* Work required
Check every line in the records below for the word "components" and report how many have it, nothing more.

* Data listing

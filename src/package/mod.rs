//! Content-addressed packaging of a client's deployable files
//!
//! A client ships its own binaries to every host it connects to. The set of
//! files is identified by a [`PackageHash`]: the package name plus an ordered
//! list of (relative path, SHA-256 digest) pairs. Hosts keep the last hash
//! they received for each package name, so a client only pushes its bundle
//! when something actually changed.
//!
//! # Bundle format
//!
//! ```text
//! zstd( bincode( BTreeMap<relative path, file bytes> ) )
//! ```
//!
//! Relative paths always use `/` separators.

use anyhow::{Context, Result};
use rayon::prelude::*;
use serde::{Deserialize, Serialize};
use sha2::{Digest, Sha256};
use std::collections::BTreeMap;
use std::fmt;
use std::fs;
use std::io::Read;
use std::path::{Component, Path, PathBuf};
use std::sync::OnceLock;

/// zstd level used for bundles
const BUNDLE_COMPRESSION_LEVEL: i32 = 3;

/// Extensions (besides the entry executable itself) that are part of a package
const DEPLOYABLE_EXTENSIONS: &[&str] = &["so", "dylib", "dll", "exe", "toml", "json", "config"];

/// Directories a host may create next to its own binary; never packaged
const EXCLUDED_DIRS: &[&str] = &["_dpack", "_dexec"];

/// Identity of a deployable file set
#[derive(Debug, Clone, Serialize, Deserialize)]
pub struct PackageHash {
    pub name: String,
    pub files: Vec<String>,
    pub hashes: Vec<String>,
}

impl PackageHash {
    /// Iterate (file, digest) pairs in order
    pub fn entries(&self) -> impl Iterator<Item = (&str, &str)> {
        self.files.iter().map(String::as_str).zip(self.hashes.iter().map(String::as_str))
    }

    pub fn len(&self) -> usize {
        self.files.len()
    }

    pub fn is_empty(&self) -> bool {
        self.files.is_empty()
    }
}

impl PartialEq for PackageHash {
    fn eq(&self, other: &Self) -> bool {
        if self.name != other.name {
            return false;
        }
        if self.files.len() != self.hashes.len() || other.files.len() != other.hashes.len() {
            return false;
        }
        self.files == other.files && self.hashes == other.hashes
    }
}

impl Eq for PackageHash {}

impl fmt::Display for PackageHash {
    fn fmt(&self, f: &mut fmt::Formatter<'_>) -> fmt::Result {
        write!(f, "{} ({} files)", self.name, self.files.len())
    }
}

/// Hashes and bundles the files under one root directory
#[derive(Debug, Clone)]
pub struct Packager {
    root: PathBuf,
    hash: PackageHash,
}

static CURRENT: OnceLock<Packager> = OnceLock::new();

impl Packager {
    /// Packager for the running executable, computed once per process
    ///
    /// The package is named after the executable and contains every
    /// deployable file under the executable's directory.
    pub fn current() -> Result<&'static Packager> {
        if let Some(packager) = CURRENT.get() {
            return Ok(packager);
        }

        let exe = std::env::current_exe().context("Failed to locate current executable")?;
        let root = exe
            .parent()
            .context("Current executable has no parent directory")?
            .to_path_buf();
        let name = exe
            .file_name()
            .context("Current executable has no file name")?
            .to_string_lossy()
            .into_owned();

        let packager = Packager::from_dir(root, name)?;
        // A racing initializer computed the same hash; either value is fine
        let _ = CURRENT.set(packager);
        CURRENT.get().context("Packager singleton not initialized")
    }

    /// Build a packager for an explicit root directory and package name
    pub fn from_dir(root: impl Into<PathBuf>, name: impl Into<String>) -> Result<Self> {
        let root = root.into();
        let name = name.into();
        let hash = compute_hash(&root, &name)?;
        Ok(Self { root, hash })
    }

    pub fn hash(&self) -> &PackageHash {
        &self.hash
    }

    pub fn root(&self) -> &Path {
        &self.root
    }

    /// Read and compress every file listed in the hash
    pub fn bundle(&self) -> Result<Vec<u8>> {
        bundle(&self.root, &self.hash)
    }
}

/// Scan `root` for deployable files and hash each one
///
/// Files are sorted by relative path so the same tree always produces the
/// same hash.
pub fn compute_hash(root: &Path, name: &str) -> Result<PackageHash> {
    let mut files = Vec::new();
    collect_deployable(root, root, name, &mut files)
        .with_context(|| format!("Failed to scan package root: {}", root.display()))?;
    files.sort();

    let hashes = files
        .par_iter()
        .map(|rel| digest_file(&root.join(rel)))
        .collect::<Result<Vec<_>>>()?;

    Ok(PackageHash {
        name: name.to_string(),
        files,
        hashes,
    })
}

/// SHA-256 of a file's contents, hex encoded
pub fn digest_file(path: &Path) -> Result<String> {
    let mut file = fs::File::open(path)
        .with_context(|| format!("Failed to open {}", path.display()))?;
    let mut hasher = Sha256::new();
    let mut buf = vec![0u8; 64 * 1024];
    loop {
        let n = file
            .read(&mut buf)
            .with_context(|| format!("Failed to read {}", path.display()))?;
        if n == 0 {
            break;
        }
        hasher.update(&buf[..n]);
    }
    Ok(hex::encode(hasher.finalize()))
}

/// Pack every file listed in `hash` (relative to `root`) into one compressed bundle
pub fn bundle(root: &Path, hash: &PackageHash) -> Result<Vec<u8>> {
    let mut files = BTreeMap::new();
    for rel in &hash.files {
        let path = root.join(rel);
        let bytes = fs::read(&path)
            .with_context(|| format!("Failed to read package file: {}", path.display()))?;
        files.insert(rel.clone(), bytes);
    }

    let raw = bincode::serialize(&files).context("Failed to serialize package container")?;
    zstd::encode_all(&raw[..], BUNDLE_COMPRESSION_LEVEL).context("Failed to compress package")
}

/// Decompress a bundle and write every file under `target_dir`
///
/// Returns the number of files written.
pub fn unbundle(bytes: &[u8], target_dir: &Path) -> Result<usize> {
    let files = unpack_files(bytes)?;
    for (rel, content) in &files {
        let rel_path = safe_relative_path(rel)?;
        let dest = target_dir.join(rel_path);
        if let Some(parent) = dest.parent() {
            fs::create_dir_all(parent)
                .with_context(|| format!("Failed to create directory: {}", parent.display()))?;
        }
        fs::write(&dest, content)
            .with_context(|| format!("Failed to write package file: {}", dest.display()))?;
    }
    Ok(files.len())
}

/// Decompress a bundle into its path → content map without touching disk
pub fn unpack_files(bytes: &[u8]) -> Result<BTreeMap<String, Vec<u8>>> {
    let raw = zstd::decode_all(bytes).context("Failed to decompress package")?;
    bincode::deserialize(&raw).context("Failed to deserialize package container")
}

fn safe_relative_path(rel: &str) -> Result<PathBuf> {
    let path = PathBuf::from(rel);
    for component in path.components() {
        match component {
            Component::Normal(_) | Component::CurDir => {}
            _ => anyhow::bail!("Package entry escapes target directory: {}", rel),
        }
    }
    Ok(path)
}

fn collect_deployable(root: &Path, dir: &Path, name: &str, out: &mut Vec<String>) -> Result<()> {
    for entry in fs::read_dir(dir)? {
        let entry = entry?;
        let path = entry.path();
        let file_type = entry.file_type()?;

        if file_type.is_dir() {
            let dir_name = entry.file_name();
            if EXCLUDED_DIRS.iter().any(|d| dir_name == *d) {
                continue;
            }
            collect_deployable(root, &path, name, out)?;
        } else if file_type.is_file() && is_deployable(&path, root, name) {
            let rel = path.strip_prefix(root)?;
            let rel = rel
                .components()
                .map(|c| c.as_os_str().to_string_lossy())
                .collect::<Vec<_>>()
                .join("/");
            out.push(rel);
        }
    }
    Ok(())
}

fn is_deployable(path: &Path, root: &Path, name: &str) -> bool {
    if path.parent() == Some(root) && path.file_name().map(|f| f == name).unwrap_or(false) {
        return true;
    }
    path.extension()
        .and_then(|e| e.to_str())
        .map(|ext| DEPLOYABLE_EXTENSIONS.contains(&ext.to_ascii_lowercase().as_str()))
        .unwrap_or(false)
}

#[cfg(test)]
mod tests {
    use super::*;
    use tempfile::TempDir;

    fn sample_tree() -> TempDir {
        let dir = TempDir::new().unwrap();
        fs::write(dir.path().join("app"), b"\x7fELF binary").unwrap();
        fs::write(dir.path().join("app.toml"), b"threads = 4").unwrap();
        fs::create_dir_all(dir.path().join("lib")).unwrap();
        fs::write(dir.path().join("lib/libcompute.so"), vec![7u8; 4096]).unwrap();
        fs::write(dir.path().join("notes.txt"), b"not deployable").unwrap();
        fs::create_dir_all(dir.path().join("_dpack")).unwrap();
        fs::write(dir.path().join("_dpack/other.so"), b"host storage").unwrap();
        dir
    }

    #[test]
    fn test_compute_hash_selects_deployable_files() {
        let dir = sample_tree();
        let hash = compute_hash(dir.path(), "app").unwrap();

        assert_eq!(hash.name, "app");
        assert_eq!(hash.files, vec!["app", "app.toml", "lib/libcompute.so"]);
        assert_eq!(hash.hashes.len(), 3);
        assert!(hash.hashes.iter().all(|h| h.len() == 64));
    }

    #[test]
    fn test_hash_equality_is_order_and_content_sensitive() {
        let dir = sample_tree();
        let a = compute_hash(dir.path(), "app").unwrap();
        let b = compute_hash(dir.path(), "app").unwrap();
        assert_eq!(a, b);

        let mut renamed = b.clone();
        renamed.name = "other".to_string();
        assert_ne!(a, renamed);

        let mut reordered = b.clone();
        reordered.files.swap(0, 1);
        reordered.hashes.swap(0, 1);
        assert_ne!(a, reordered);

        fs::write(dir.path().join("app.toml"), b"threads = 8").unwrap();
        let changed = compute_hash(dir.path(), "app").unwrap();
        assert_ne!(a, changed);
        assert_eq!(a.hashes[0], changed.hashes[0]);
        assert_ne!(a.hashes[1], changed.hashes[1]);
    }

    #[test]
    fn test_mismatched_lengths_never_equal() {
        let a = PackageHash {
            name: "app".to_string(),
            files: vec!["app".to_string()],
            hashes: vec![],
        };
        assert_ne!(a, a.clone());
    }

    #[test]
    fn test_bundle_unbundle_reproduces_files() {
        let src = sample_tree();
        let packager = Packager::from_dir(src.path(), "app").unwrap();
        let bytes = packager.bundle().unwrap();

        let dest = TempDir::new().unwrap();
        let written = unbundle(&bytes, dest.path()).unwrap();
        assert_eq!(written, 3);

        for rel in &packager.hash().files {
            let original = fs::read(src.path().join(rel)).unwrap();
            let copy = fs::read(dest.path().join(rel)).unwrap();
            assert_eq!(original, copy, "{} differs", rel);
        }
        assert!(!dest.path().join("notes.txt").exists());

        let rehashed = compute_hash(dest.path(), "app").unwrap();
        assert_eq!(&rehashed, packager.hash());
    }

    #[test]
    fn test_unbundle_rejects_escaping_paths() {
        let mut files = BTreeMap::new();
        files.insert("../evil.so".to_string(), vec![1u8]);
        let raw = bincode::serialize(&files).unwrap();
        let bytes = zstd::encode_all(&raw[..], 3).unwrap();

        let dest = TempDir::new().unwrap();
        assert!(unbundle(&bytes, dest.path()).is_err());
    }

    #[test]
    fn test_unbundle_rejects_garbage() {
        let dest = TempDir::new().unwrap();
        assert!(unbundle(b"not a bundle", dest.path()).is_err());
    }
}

* Result below
2